## Your objective
When a line of the entries contains the word "services", report that line.

Supplied data START

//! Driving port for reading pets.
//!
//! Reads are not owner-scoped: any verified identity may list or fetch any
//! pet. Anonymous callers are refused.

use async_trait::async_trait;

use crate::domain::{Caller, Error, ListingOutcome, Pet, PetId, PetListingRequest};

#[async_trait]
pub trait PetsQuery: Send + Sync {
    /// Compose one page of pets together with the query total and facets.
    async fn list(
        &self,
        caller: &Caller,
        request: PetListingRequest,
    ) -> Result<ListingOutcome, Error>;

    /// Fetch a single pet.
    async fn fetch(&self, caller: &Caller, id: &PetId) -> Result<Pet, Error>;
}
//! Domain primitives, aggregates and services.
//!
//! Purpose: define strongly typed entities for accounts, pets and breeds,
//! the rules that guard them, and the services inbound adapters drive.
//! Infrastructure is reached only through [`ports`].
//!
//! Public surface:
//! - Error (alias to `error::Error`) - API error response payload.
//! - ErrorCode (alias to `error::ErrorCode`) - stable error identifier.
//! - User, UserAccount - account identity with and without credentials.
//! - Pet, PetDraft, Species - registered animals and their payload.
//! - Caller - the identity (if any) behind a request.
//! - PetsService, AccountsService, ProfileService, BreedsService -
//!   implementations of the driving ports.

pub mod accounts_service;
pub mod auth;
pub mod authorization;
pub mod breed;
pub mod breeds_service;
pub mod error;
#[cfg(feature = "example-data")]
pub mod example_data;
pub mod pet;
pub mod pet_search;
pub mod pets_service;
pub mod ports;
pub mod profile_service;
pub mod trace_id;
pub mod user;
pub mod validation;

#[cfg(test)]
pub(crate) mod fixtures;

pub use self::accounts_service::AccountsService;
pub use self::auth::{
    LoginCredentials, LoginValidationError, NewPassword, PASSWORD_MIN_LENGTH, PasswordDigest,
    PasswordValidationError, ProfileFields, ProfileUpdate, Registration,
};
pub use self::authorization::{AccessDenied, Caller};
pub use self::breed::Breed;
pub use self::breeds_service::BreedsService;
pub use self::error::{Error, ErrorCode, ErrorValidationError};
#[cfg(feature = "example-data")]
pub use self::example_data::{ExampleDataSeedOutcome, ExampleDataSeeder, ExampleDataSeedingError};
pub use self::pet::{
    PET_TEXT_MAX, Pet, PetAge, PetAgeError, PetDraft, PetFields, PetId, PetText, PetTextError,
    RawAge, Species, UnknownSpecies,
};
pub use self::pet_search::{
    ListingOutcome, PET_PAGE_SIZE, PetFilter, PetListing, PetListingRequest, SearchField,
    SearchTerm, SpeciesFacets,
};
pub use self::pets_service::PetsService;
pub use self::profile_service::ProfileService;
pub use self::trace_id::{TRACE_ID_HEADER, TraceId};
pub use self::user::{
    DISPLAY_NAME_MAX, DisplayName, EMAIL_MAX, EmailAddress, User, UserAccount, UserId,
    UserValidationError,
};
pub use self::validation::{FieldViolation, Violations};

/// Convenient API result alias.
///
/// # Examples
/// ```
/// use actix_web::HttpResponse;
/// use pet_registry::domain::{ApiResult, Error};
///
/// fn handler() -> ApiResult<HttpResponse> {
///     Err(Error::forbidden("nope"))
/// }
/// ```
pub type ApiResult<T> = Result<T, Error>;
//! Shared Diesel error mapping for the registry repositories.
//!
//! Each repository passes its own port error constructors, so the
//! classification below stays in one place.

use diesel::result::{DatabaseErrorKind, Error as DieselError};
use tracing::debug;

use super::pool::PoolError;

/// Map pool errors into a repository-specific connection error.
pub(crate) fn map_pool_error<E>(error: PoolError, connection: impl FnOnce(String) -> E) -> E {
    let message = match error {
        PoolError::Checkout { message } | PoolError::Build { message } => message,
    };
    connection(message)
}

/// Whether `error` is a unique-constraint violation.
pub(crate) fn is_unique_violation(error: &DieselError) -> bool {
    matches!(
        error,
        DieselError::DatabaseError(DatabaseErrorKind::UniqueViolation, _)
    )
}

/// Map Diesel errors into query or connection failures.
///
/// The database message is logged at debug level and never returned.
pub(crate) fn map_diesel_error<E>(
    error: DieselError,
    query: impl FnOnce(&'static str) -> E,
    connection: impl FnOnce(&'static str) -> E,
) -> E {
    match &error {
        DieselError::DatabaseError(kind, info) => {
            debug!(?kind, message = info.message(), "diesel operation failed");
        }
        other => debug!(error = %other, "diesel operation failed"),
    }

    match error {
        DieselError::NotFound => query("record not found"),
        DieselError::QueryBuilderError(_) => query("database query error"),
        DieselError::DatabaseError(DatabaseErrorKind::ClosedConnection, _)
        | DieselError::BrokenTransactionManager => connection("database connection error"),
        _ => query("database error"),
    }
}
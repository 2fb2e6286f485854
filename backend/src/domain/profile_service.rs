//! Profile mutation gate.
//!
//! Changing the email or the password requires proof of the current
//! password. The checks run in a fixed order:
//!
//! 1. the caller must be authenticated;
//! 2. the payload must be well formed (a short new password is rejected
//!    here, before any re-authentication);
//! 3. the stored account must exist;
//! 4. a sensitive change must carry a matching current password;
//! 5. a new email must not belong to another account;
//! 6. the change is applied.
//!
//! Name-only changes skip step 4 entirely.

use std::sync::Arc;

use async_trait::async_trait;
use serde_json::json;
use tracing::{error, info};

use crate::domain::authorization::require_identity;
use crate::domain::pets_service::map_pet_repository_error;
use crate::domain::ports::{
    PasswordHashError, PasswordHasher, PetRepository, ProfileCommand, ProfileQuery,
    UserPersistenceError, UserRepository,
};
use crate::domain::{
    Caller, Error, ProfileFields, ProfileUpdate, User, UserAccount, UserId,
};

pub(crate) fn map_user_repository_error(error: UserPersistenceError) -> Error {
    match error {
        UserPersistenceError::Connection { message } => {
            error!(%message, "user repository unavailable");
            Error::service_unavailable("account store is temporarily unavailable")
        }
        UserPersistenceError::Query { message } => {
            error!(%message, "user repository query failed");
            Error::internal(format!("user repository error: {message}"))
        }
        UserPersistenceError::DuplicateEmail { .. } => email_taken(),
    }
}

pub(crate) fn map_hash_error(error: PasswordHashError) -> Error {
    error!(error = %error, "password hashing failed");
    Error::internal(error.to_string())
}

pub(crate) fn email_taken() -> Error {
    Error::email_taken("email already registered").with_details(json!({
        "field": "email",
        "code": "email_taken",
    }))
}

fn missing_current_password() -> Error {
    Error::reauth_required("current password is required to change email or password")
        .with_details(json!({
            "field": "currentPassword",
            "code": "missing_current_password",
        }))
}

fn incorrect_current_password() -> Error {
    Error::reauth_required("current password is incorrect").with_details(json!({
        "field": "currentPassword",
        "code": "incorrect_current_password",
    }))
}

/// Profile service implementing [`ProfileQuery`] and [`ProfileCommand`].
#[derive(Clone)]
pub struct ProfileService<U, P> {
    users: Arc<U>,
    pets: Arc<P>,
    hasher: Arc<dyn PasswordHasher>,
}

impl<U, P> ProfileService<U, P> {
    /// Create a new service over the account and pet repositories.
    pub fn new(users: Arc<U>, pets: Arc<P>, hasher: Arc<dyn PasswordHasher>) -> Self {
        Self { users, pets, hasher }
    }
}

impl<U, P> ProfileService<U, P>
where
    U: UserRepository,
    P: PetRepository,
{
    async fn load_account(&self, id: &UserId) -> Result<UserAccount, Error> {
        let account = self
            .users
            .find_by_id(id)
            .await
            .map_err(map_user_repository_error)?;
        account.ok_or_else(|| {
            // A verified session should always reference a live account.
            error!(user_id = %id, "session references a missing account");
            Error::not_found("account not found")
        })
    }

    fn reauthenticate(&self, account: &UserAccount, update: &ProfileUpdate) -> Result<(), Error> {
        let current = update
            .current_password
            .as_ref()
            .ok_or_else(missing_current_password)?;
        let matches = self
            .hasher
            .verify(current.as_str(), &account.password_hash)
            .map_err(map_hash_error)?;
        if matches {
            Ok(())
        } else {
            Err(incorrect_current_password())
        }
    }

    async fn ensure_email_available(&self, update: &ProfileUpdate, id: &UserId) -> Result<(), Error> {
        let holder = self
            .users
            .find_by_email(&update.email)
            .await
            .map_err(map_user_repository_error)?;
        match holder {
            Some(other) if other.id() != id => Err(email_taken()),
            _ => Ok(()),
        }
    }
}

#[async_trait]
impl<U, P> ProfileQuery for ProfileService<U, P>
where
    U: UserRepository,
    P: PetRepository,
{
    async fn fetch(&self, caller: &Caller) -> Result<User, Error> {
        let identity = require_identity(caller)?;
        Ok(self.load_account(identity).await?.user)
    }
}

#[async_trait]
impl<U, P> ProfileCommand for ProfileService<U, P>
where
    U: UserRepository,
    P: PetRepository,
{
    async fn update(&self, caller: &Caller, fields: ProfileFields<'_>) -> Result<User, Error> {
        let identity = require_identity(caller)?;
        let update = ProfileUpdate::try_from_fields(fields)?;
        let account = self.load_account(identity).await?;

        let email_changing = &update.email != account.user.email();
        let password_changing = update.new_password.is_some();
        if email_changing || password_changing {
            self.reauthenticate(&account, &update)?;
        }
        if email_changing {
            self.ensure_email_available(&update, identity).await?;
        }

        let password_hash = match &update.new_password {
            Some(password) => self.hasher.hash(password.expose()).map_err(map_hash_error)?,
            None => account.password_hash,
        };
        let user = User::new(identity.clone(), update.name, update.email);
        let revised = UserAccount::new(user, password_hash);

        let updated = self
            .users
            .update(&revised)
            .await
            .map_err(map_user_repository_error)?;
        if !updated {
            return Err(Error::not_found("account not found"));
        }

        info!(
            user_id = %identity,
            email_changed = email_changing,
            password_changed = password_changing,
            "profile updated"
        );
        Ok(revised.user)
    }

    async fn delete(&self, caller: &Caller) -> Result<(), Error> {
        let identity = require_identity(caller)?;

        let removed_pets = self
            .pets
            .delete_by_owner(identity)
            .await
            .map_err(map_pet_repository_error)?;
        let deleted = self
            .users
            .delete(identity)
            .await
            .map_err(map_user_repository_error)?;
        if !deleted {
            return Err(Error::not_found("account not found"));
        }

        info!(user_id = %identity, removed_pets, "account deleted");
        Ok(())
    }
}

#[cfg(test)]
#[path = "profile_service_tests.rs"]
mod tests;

Supplied data END
Supplied data START

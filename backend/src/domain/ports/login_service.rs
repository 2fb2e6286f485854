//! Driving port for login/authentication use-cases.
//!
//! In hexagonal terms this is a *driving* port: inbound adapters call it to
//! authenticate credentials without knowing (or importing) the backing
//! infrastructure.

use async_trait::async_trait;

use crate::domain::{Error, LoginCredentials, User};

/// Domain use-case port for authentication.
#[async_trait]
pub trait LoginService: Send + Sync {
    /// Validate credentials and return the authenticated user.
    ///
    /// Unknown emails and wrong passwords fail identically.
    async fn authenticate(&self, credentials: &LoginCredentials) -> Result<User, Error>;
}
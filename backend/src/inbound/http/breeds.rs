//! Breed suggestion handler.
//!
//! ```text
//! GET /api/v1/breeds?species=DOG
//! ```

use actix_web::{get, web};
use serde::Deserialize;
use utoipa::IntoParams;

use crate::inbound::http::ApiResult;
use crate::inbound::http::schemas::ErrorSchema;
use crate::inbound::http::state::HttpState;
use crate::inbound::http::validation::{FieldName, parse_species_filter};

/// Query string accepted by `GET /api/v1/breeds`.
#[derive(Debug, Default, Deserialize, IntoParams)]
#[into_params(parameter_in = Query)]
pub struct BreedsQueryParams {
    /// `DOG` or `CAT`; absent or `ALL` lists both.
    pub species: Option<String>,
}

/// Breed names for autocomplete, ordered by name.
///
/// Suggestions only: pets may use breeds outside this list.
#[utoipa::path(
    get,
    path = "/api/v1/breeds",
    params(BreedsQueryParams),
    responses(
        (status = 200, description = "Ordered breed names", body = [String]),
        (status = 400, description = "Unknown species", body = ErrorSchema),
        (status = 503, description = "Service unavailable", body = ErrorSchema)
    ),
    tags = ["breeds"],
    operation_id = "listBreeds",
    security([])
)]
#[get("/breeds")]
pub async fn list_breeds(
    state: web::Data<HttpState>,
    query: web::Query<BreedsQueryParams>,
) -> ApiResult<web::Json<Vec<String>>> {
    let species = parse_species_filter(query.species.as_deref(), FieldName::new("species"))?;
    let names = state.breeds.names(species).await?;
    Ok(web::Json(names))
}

Supplied data END

## Your solution
//! Domain primitives, aggregates and services.
//! the rules that guard them, and the services inbound adapters drive.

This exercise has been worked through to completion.